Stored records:

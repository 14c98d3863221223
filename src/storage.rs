//! Optimized storage layer using RocksDB

use crate::config::StorageConfig;
use rocksdb::{Direction, IteratorMode, Options, WriteBatch, DB};
use std::path::Path;
use std::sync::Arc;

#[derive(Clone)]
pub struct OptimizedStorage {
    db: Arc<DB>,
}

impl OptimizedStorage {
    pub fn new<P: AsRef<Path>>(path: P) -> Result<Self, rocksdb::Error> {
        Self::open(path, 64)
    }

    pub fn new_with_config(config: &StorageConfig) -> Result<Self, rocksdb::Error> {
        Self::open(&config.data_directory, config.write_buffer_size_mb)
    }

    fn open<P: AsRef<Path>>(path: P, write_buffer_mb: usize) -> Result<Self, rocksdb::Error> {
        let mut opts = Options::default();
        opts.create_if_missing(true);
        opts.set_write_buffer_size(write_buffer_mb.max(1) * 1024 * 1024);
        opts.set_max_write_buffer_number(4);
        opts.set_compression_type(rocksdb::DBCompressionType::Lz4);

        let db = DB::open(&opts, path)?;
        Ok(Self { db: Arc::new(db) })
    }

    pub fn get(&self, key: &[u8]) -> Option<Vec<u8>> {
        self.db.get(key).ok().flatten()
    }

    pub fn put(&self, key: &[u8], value: &[u8]) -> Result<(), rocksdb::Error> {
        self.db.put(key, value)
    }

    pub fn delete(&self, key: &[u8]) -> Result<(), rocksdb::Error> {
        self.db.delete(key)
    }

    pub fn batch_write<K, V>(&self, items: &[(K, V)]) -> Result<(), rocksdb::Error>
    where
        K: AsRef<[u8]>,
        V: AsRef<[u8]>,
    {
        let mut batch = WriteBatch::default();
        for (key, value) in items {
            batch.put(key, value);
        }
        self.db.write(batch)
    }

    /// All rows whose key starts with `prefix`, in key order.
    pub fn scan_prefix(&self, prefix: &[u8]) -> Vec<(Vec<u8>, Vec<u8>)> {
        let mut rows = Vec::new();
        let iter = self
            .db
            .iterator(IteratorMode::From(prefix, Direction::Forward));
        for item in iter {
            let Ok((key, value)) = item else {
                break;
            };
            if !key.starts_with(prefix) {
                break;
            }
            rows.push((key.to_vec(), value.to_vec()));
        }
        rows
    }
}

- **PROMPT**
Count the lines above in which the word "delete" appears, then state only that count.

- **FINAL ANSWER**
2